Maintaining a healthy, functional skeletal mass is essential to our well-being, while loss of skeletal muscle mass and/or quality is strongly linked to increased morbidity and mortality in several clinical conditions. While the mechanisms of skeletal muscle loss in disease are diverse, it is worth considering the following characteristics of muscle tissue: 1) it has a robust capacity for repair following injury/damage due to numerous stem and progenitor cell populations, 2) it is influenced by exercise and chronic disease, 3) it is highly sensitive to extracellular cues including growth factors, extracellular matrix ligands, and signalling lipids and 4) it requires vascular supply and innervation for normal function and successful repair.

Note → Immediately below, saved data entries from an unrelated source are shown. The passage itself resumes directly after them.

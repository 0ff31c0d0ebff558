//! Vulkan backend: descriptor set / pipeline layouts and sync2 barriers.

mod barrier;
mod command;
mod layout;
mod sampler;

use std::sync::Arc;
use ash::vk;
use crate::config::VulkanBindingShifts;
use crate::device::ResourceBindingTier;
use crate::error::RhiError;
use crate::layout::LayoutPlan;

pub use barrier::{flush_all_memory_writes, vulkan_access, VulkanAccess, VulkanBarriers};
pub use command::CommandEncoder;
pub use layout::VulkanResourceLayout;
pub use sampler::sampler_create_info;

/// The `VkDevice` entry points this crate calls.
///
/// Implemented for [`ash::Device`]; the object-creating calls are the only fallible ones.
pub trait VulkanDriver: Send + Sync {
    fn create_sampler(&self, info: &vk::SamplerCreateInfo<'_>) -> Result<vk::Sampler, RhiError>;
    fn destroy_sampler(&self, sampler: vk::Sampler);

    fn create_descriptor_set_layout(
        &self,
        info: &vk::DescriptorSetLayoutCreateInfo<'_>,
    ) -> Result<vk::DescriptorSetLayout, RhiError>;
    fn destroy_descriptor_set_layout(&self, layout: vk::DescriptorSetLayout);

    fn create_pipeline_layout(&self, info: &vk::PipelineLayoutCreateInfo<'_>) -> Result<vk::PipelineLayout, RhiError>;
    fn destroy_pipeline_layout(&self, layout: vk::PipelineLayout);

    fn cmd_pipeline_barrier2(&self, cmd: vk::CommandBuffer, dependency: &vk::DependencyInfo<'_>);
}

impl VulkanDriver for ash::Device {
    fn create_sampler(&self, info: &vk::SamplerCreateInfo<'_>) -> Result<vk::Sampler, RhiError> {
        Ok(unsafe { ash::Device::create_sampler(self, info, None)? })
    }

    fn destroy_sampler(&self, sampler: vk::Sampler) {
        unsafe { ash::Device::destroy_sampler(self, sampler, None) }
    }

    fn create_descriptor_set_layout(
        &self,
        info: &vk::DescriptorSetLayoutCreateInfo<'_>,
    ) -> Result<vk::DescriptorSetLayout, RhiError> {
        Ok(unsafe { ash::Device::create_descriptor_set_layout(self, info, None)? })
    }

    fn destroy_descriptor_set_layout(&self, layout: vk::DescriptorSetLayout) {
        unsafe { ash::Device::destroy_descriptor_set_layout(self, layout, None) }
    }

    fn create_pipeline_layout(&self, info: &vk::PipelineLayoutCreateInfo<'_>) -> Result<vk::PipelineLayout, RhiError> {
        Ok(unsafe { ash::Device::create_pipeline_layout(self, info, None)? })
    }

    fn destroy_pipeline_layout(&self, layout: vk::PipelineLayout) {
        unsafe { ash::Device::destroy_pipeline_layout(self, layout, None) }
    }

    fn cmd_pipeline_barrier2(&self, cmd: vk::CommandBuffer, dependency: &vk::DependencyInfo<'_>) {
        unsafe { ash::Device::cmd_pipeline_barrier2(self, cmd, dependency) }
    }
}

#[derive(Clone)]
pub struct VulkanDevice {
    driver: Arc<dyn VulkanDriver>,
}

impl VulkanDevice {
    pub fn new(driver: Arc<dyn VulkanDriver>) -> Self {
        Self { driver }
    }

    /// Wrap an `ash` logical device.
    pub fn from_ash(device: ash::Device) -> Self {
        Self::new(Arc::new(device))
    }

    #[inline]
    pub fn driver(&self) -> &Arc<dyn VulkanDriver> {
        &self.driver
    }
}

/// The binding tier a Vulkan device can honour, from its descriptor-indexing features.
///
/// Tier2 needs update-after-bind for sampled images, storage images and storage buffers;
/// Tier3 additionally needs it for uniform buffers.
pub fn binding_tier_from_features(features: &vk::PhysicalDeviceDescriptorIndexingFeatures<'_>) -> ResourceBindingTier {
    let tier2 = features.descriptor_binding_sampled_image_update_after_bind == vk::TRUE
        && features.descriptor_binding_storage_image_update_after_bind == vk::TRUE
        && features.descriptor_binding_storage_buffer_update_after_bind == vk::TRUE;
    if !tier2 {
        return ResourceBindingTier::Tier1;
    }
    if features.descriptor_binding_uniform_buffer_update_after_bind == vk::TRUE {
        ResourceBindingTier::Tier3
    } else {
        ResourceBindingTier::Tier2
    }
}

pub(crate) fn create_resource_layout(
    plan: &LayoutPlan,
    device: &VulkanDevice,
    shifts: &VulkanBindingShifts,
) -> Result<VulkanResourceLayout, RhiError> {
    VulkanResourceLayout::new(plan, device, shifts)
}

#[cfg(test)]
mod tests {
    use super::*;

    fn features(uniform: bool, sampled: bool, storage: bool) -> vk::PhysicalDeviceDescriptorIndexingFeatures<'static> {
        vk::PhysicalDeviceDescriptorIndexingFeatures::default()
            .descriptor_binding_uniform_buffer_update_after_bind(uniform)
            .descriptor_binding_sampled_image_update_after_bind(sampled)
            .descriptor_binding_storage_image_update_after_bind(storage)
            .descriptor_binding_storage_buffer_update_after_bind(storage)
    }

    #[test]
    fn tier_follows_update_after_bind_support() {
        assert_eq!(binding_tier_from_features(&features(false, false, false)), ResourceBindingTier::Tier1);
        assert_eq!(binding_tier_from_features(&features(false, true, false)), ResourceBindingTier::Tier1);
        assert_eq!(binding_tier_from_features(&features(false, true, true)), ResourceBindingTier::Tier2);
        assert_eq!(binding_tier_from_features(&features(true, true, true)), ResourceBindingTier::Tier3);
        assert_eq!(binding_tier_from_features(&features(true, false, false)), ResourceBindingTier::Tier1);
    }
}
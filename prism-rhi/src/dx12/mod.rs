//! DirectX12 backend: root signatures and resource barriers.
//!
//! The native calls sit behind [`Dx12Driver`] and [`Dx12CommandSink`]. On Windows both are
//! implemented over the `windows` crate's `ID3D12Device` and `ID3D12GraphicsCommandList`.

mod barrier;
#[cfg(windows)]
mod native;
mod root_signature;

use std::sync::Arc;
use crate::device::DeviceCapabilities;
use crate::error::RhiError;
use crate::layout::LayoutPlan;
use crate::resource::NativeHandle;

pub use barrier::{d3d12_state, D3d12ResourceBarrier, D3d12ResourceStates, Dx12CommandList, Dx12CommandSink, ALL_SUBRESOURCES};
#[cfg(windows)]
pub use native::D3d12DeviceDriver;
pub use root_signature::{
    d3d12_filter, D3d12AddressMode, D3d12BorderColor, D3d12ComparisonFunc, D3d12DescriptorRangeType, D3d12ShaderVisibility, D3d12StaticSampler, DescriptorRange, DescriptorRange1,
    Dx12RootSignature, RootConstants, RootDescriptor, RootDescriptor1, RootParameter, RootParameter1,
    RootParameterKind, RootSignatureDesc, RootSignatureDesc1, VersionedRootSignatureDesc,
};

/// A failed `HRESULT`.
#[derive(Clone, Copy, Debug, PartialEq, Eq, Hash)]
pub struct HResult(pub i32);

impl std::fmt::Display for HResult {
    fn fmt(&self, f: &mut std::fmt::Formatter<'_>) -> std::fmt::Result {
        write!(f, "HRESULT 0x{:08X}", self.0 as u32)
    }
}

/// Native root-signature entry points of an `ID3D12Device`.
pub trait Dx12Driver: Send + Sync {
    /// `D3D12SerializeVersionedRootSignature`.
    fn serialize_root_signature(&self, desc: &VersionedRootSignatureDesc) -> Result<Vec<u8>, RhiError>;

    /// `ID3D12Device::CreateRootSignature`.
    fn create_root_signature(&self, node_mask: u32, blob: &[u8]) -> Result<NativeHandle, RhiError>;

    /// Releases a root signature returned by [`Dx12Driver::create_root_signature`].
    fn release_root_signature(&self, handle: NativeHandle);
}

#[derive(Clone)]
pub struct Dx12Device {
    driver: Arc<dyn Dx12Driver>,
}

impl Dx12Device {
    pub fn new(driver: Arc<dyn Dx12Driver>) -> Self {
        Self { driver }
    }

    #[cfg(windows)]
    pub fn from_d3d12(device: windows::Win32::Graphics::Direct3D12::ID3D12Device) -> Self {
        Self::new(Arc::new(D3d12DeviceDriver::new(device)))
    }

    #[inline]
    pub fn driver(&self) -> &Arc<dyn Dx12Driver> {
        &self.driver
    }
}

pub(crate) fn create_root_signature(
    plan: &LayoutPlan,
    device: &Dx12Device,
    capabilities: &DeviceCapabilities,
) -> Result<Dx12RootSignature, RhiError> {
    Dx12RootSignature::new(plan, device, capabilities)
}
fn serialize(desc: &D3D12_VERSIONED_ROOT_SIGNATURE_DESC) -> Result<Vec<u8>, RhiError> {
    let mut blob: Option<ID3DBlob> = None;
    let mut errors: Option<ID3DBlob> = None;
    let result = unsafe { D3D12SerializeVersionedRootSignature(desc, &mut blob, Some(&mut errors as *mut _)) };

    if let Err(e) = result {
        let message = match &errors {
            Some(errors) => String::from_utf8_lossy(&blob_bytes(errors)).trim_end_matches('\0').to_owned(),
            None => e.to_string(),
        };
        log::error!("D3D12SerializeVersionedRootSignature: {}", message);
        return Err(RhiError::Serialization(message));
    }
    blob.map(|blob| blob_bytes(&blob))
        .ok_or_else(|| RhiError::Serialization("no blob returned".to_owned()))
}

fn slice_ptr<T>(items: &[T]) -> *const T {
    if items.is_empty() { std::ptr::null() } else { items.as_ptr() }
}

fn shader_visibility<R, D>(parameter: &RootParameter<R, D>) -> D3D12_SHADER_VISIBILITY {
    D3D12_SHADER_VISIBILITY(parameter.visibility as i32)
}

fn parameter_type<R, D>(kind: &RootParameterKind<R, D>) -> D3D12_ROOT_PARAMETER_TYPE {
    match kind {
        RootParameterKind::DescriptorTable(_) => D3D12_ROOT_PARAMETER_TYPE_DESCRIPTOR_TABLE,
        RootParameterKind::Constants(_) => D3D12_ROOT_PARAMETER_TYPE_32BIT_CONSTANTS,
        RootParameterKind::Cbv(_) => D3D12_ROOT_PARAMETER_TYPE_CBV,
        RootParameterKind::Srv(_) => D3D12_ROOT_PARAMETER_TYPE_SRV,
        RootParameterKind::Uav(_) => D3D12_ROOT_PARAMETER_TYPE_UAV,
    }
}

fn static_sampler(sampler: &D3d12StaticSampler) -> D3D12_STATIC_SAMPLER_DESC {
    D3D12_STATIC_SAMPLER_DESC {
        Filter: D3D12_FILTER(sampler.filter as i32),
        AddressU: D3D12_TEXTURE_ADDRESS_MODE(sampler.address_u as i32),
        AddressV: D3D12_TEXTURE_ADDRESS_MODE(sampler.address_v as i32),
        AddressW: D3D12_TEXTURE_ADDRESS_MODE(sampler.address_w as i32),
        MipLODBias: sampler.mip_lod_bias,
        MaxAnisotropy: sampler.max_anisotropy,
        ComparisonFunc: D3D12_COMPARISON_FUNC(sampler.comparison_func as i32),
        BorderColor: D3D12_STATIC_BORDER_COLOR(sampler.border_color as i32),
        MinLOD: sampler.min_lod,
        MaxLOD: sampler.max_lod,
        ShaderRegister: sampler.shader_register,
        RegisterSpace: sampler.register_space,
        ShaderVisibility: D3D12_SHADER_VISIBILITY(sampler.shader_visibility as i32),
    }
}

fn range_1_0(range: &DescriptorRange) -> D3D12_DESCRIPTOR_RANGE {
    D3D12_DESCRIPTOR_RANGE {
        RangeType: D3D12_DESCRIPTOR_RANGE_TYPE(range.range_type as i32),
        NumDescriptors: range.num_descriptors,
        BaseShaderRegister: range.base_shader_register,
        RegisterSpace: range.register_space,
        OffsetInDescriptorsFromTableStart: range.offset_in_descriptors_from_table_start,
    }
}

fn range_1_1(range: &DescriptorRange1) -> D3D12_DESCRIPTOR_RANGE1 {
    D3D12_DESCRIPTOR_RANGE1 {
        RangeType: D3D12_DESCRIPTOR_RANGE_TYPE(range.range_type as i32),
        NumDescriptors: range.num_descriptors,
        BaseShaderRegister: range.base_shader_register,
        RegisterSpace: range.register_space,
        Flags: D3D12_DESCRIPTOR_RANGE_FLAGS(range.flags.bits() as i32),
        OffsetInDescriptorsFromTableStart: range.offset_in_descriptors_from_table_start,
    }
}

/// `ranges` backs the descriptor table, if `parameter` is one.
fn parameter_1_0(parameter: &RootParameter, ranges: &[D3D12_DESCRIPTOR_RANGE]) -> D3D12_ROOT_PARAMETER {
    let descriptor = |d: &RootDescriptor| D3D12_ROOT_PARAMETER_0 {
        Descriptor: D3D12_ROOT_DESCRIPTOR {
            ShaderRegister: d.shader_register,
            RegisterSpace: d.register_space,
        },
    };
    let anonymous = match &parameter.kind {
        RootParameterKind::DescriptorTable(_) => D3D12_ROOT_PARAMETER_0 {
            DescriptorTable: D3D12_ROOT_DESCRIPTOR_TABLE {
                NumDescriptorRanges: ranges.len() as u32,
                pDescriptorRanges: slice_ptr(ranges),
            },
        },
        RootParameterKind::Constants(c) => D3D12_ROOT_PARAMETER_0 {
            Constants: D3D12_ROOT_CONSTANTS {
                ShaderRegister: c.shader_register,
                RegisterSpace: c.register_space,
                Num32BitValues: c.num_32bit_values,
            },
        },
        RootParameterKind::Cbv(d) | RootParameterKind::Srv(d) | RootParameterKind::Uav(d) => descriptor(d),
    };
    D3D12_ROOT_PARAMETER {
        ParameterType: parameter_type(&parameter.kind),
        Anonymous: anonymous,
        ShaderVisibility: shader_visibility(parameter),
    }
}
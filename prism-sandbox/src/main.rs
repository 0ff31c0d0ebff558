mod headless;

use std::sync::Arc;
use clap::{Parser, ValueEnum};
use prism_core::cli::EngineArgs;
use prism_core::log;
use prism_rhi::dx12::{Dx12CommandList, Dx12Device};
use prism_rhi::vk::{self, Handle};
use prism_rhi::vulkan::{CommandEncoder, VulkanDevice};
use prism_rhi::{
    BarrierBatcher, BindingLayoutDesc, BindingSlot, Constants32Block, DeviceCapabilities, GpuResource, GraphicsBackend,
    LayoutKind, NativeHandle, RenderDevice, ResourceBindingTier, ResourceLayoutBuilder, ResourceShape, ResourceState,
    RhiConfig, RootSignatureVersion, ShaderStage, ShaderVisibility, StaticSamplerDesc, Subresource, TextureInfo,
};
use headless::{HeadlessCommandList, HeadlessDriver};

#[derive(Debug, Clone, Copy, ValueEnum)]
enum Backend {
    Dx12,
    Vulkan,
}

#[derive(Debug, Clone, Copy, ValueEnum)]
enum Tier {
    #[value(name = "1")]
    Tier1,
    #[value(name = "2")]
    Tier2,
    #[value(name = "3")]
    Tier3,
}

impl From<Tier> for ResourceBindingTier {
    fn from(tier: Tier) -> Self {
        match tier {
            Tier::Tier1 => ResourceBindingTier::Tier1,
            Tier::Tier2 => ResourceBindingTier::Tier2,
            Tier::Tier3 => ResourceBindingTier::Tier3,
        }
    }
}

#[derive(Debug, Clone, Copy, ValueEnum)]
enum RootSignature {
    #[value(name = "1.0")]
    V1_0,
    #[value(name = "1.1")]
    V1_1,
}

/// Build a few binding layouts and record a frame's worth of barriers on a headless device.
#[derive(Parser, Debug)]
#[command(name = "prism-sandbox", version)]
struct Cli {
    #[command(flatten)]
    engine: EngineArgs,

    #[arg(long, value_enum, default_value_t = Backend::Vulkan)]
    backend: Backend,

    /// Resource binding tier the headless device reports
    #[arg(long, value_enum, default_value_t = Tier::Tier3)]
    tier: Tier,

    /// Highest root signature version the headless device supports (DirectX12 only)
    #[arg(long = "root-signature-version", value_enum, default_value_t = RootSignature::V1_1)]
    root_signature_version: RootSignature,
}

fn create_device(cli: &Cli) -> RenderDevice {
    let driver = Arc::new(HeadlessDriver::default());
    let backend = match cli.backend {
        Backend::Dx12 => GraphicsBackend::Dx12(Dx12Device::new(driver)),
        Backend::Vulkan => GraphicsBackend::Vulkan(VulkanDevice::new(driver)),
    };
    let capabilities = DeviceCapabilities {
        binding_tier: cli.tier.into(),
        max_root_signature_version: match cli.root_signature_version {
            RootSignature::V1_0 => RootSignatureVersion::V1_0,
            RootSignature::V1_1 => RootSignatureVersion::V1_1,
        },
        ray_tracing: true,
        gpu_mask: 1,
    };
    RenderDevice::new("headless", backend, capabilities, RhiConfig::default())
}

fn demo_layouts() -> Vec<BindingLayoutDesc> {
    vec![
        BindingLayoutDesc::graphics("forward")
            .with_slot(BindingSlot::cbv(0, 0, ShaderStage::Vertex))
            .with_slot(BindingSlot::cbv(1, 0, ShaderStage::Pixel).as_root_descriptor())
            .with_slot(BindingSlot::srv(0, 1, ShaderStage::Pixel).with_count(8))
            .with_static_sampler(StaticSamplerDesc {
                visibility: ShaderStage::Pixel.into(),
                ..StaticSamplerDesc::linear_wrap(0)
            })
            .with_input_layout(),
        BindingLayoutDesc::compute("cull")
            .with_slot(BindingSlot::srv(0, 0, ShaderVisibility::all()).with_shape(ResourceShape::Buffer))
            .with_slot(BindingSlot::uav(0, 0, ShaderVisibility::all()).with_shape(ResourceShape::Buffer))
            .with_constants(Constants32Block::new(4, 0, 0, ShaderVisibility::all())),
        BindingLayoutDesc::new("hit_group", LayoutKind::RayTracingLocal)
            .with_slot(BindingSlot::srv(0, 2, ShaderVisibility::all())),
        BindingLayoutDesc::graphics("bindless").with_heap_indexing(true, true),
    ]
}

fn build_layouts(device: &RenderDevice) -> anyhow::Result<()> {
    profiling::scope!("build_layouts");

    for desc in demo_layouts() {
        let layout = ResourceLayoutBuilder::build(&desc, device)?;
        log::info!(
            "{}: {} element(s), constants at {}, cbv {} srv {} uav {} static sampler {} flags {:?}",
            layout.name(),
            layout.elements_count(),
            layout.constant_32bits_count(),
            layout.has_cbv(),
            layout.has_srv(),
            layout.has_uav(),
            layout.has_static_sampler(),
            layout.flags()
        );
    }
    Ok(())
}

fn record_frame(device: &RenderDevice) -> anyhow::Result<()> {
    profiling::scope!("record_frame");

    let gbuffer = GpuResource::new_texture("gbuffer.albedo", NativeHandle(0x10), TextureInfo::color(1, 1), ResourceState::ShaderResource);
    let depth = GpuResource::new_texture("depth", NativeHandle(0x20), TextureInfo::depth_stencil(), ResourceState::DepthRead);
    let bloom = GpuResource::new_texture("bloom", NativeHandle(0x30), TextureInfo::color(5, 1), ResourceState::ShaderResource);
    let particles = GpuResource::new_buffer("particles", NativeHandle(0x40), 1 << 20, ResourceState::UnorderedAccess);

    let mut batcher = BarrierBatcher::new();
    batcher.request_transition(&gbuffer, ResourceState::RenderTarget);
    batcher.request_transition(&depth, ResourceState::DepthWrite);
    // Cancelled by the next request, so it never reaches the command list.
    batcher.request_subresource_transition(&bloom, ResourceState::RenderTarget, Subresource::Index(0));
    batcher.request_subresource_transition(&bloom, ResourceState::ShaderResource, Subresource::Index(0));
    batcher.request_uav(&particles);
    log::info!("{} barrier(s) pending", batcher.count());

    match device.backend() {
        GraphicsBackend::Dx12(_) => {
            let mut sink = HeadlessCommandList::default();
            batcher.flush(&mut Dx12CommandList::new(&mut sink))?;
            log::info!("{} native barrier(s) recorded", sink.recorded);
        }
        GraphicsBackend::Vulkan(vulkan) => {
            let mut encoder = CommandEncoder::new("cmd.frame", vulkan, vk::CommandBuffer::from_raw(0xC0));
            batcher.flush(&mut encoder)?;
        }
    }

    log::info!(
        "after flush: {} is {}, {} is {}",
        gbuffer.name(),
        gbuffer.current_state(),
        depth.name(),
        depth.current_state()
    );
    Ok(())
}

fn main() -> anyhow::Result<()> {
    let cli = Cli::parse();
    prism_core::log::initialize(cli.engine.log_level.into())?;
    let _puffin_server = if cli.engine.profile {
        Some(prism_core::profile::initialize(prism_core::profile::DEFAULT_SERVER_ADDR)?)
    } else {
        None
    };

    let device = create_device(&cli);
    build_layouts(&device)?;
    record_frame(&device)?;

    profiling::finish_frame!();
    Ok(())
}
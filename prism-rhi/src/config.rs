//! Device-level RHI configuration, injected at device creation.

use derive_builder::Builder;
use crate::binding::DescriptorKind;

/// Vulkan binding offsets per HLSL register class, matching DXC's `-fvk-{b,t,u,s}-shift`.
///
/// Vulkan has a single binding namespace per set, so `b0`, `t0` and `u0` need distinct binding
/// numbers after translation.
#[derive(Clone, Copy, Debug, PartialEq, Eq, Hash)]
pub struct VulkanBindingShifts {
    pub constant_buffer: u32,
    pub shader_resource: u32,
    pub unordered_access: u32,
    pub sampler: u32,
}

impl Default for VulkanBindingShifts {
    fn default() -> Self {
        Self {
            constant_buffer: 0,
            shader_resource: 1000,
            unordered_access: 2000,
            sampler: 3000,
        }
    }
}

impl VulkanBindingShifts {
    pub fn shift(&self, kind: DescriptorKind) -> u32 {
        match kind {
            DescriptorKind::ConstantBuffer => self.constant_buffer,
            DescriptorKind::ShaderResource => self.shader_resource,
            DescriptorKind::UnorderedAccess => self.unordered_access,
            DescriptorKind::Sampler => self.sampler,
        }
    }
}

#[derive(Clone, Debug, PartialEq, Builder)]
#[builder(setter(into))]
pub struct RhiConfig {
    /// Check layout descriptors before handing them to the driver and log what looks wrong.
    #[builder(default = "cfg!(feature = \"validation\")")]
    pub validation: bool,
    #[builder(default)]
    pub vulkan_binding_shifts: VulkanBindingShifts,
}

impl Default for RhiConfig {
    fn default() -> Self {
        Self {
            validation: cfg!(feature = "validation"),
            vulkan_binding_shifts: VulkanBindingShifts::default(),
        }
    }
}
//! Command buffer recording for barrier batches.

use ash::vk;
use prism_core::log;
use crate::barrier::{BarrierRecorder, PendingBarrier};
use crate::error::RhiError;
use super::{VulkanBarriers, VulkanDevice};

/// Command encoder wrapping a command buffer in the recording state.
pub struct CommandEncoder<'a> {
    name: String,
    device: &'a VulkanDevice,
    cmd: vk::CommandBuffer,
}

impl<'a> CommandEncoder<'a> {
    pub fn new(name: &str, device: &'a VulkanDevice, cmd: vk::CommandBuffer) -> Self {
        Self {
            name: name.to_owned(),
            device,
            cmd,
        }
    }

    #[inline]
    pub fn name(&self) -> &str { &self.name }

    #[inline]
    pub fn handle(&self) -> vk::CommandBuffer {
        self.cmd
    }

    /// Record `barriers` with a single `vkCmdPipelineBarrier2`.
    pub fn pipeline_barrier(&self, barriers: &VulkanBarriers) {
        if barriers.is_empty() {
            return;
        }
        let dependency = barriers.dependency_info();
        self.device.driver().cmd_pipeline_barrier2(self.cmd, &dependency);
    }
}

impl BarrierRecorder for CommandEncoder<'_> {
    fn record_barriers(&mut self, barriers: &[PendingBarrier]) -> Result<(), RhiError> {
        if self.cmd == vk::CommandBuffer::null() {
            return Err(RhiError::CommandRecording(format!("'{}' has no command buffer", self.name)));
        }
        let native = VulkanBarriers::from_pending(barriers);
        log::trace!("'{}': recording {} vulkan barrier(s)", self.name, native.len());
        self.pipeline_barrier(&native);
        Ok(())
    }
}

Tissue repair (healing) is essential to maintain optimal body function. Resulting from heavy physical work (exercise, occupation-related), skeletal muscle damage must be repaired to maintain contractile function in the long-term. A vast, orderly cellular response (e.g., inflammatory cells invasion of damaged tissue, breakdown and reformation of the extracellular matrix, cytokine and growth factor release) removes damaged tissue, stimulates the generation of new tissue and promotes successful healing and restoration of muscle function. While much has already been established regarding skeletal muscle repair, the pathophysiological mechanisms underlying poor muscle repair in aging or disease states are not well understood.
Diabetic myopathy refers to the pathophysiological state of skeletal muscle in diabetes. In particular, diabetic myopathy in type 1 diabetes mellitus (T1D) has been characterized and it has been established that muscle repair is compromised. While some mechanisms have been identified, much is still left to be understood. Specific to this proposal, the role of a family of biologically active signalling lipids, the sphingolipids, have not been investigated in the context of diabetic myopathy in T1D. The sphingolipids are of interest because many have been identified as influential to the muscle repair process, insulin signalling, and vascular function, all of which are negatively affected in diabetes.
The major objective of this study is to ascertain the levels of sphingolipids in blood in both T1D people and a commonly used murine model of T1D, the Akita mouse. Further, a secondary objective is to take measures of reactive hyperemia (blood flow response following brief arterial occlusion) in T1D to detect any correlations in muscle bed microvascular dilatory function with sphingolipid species levels.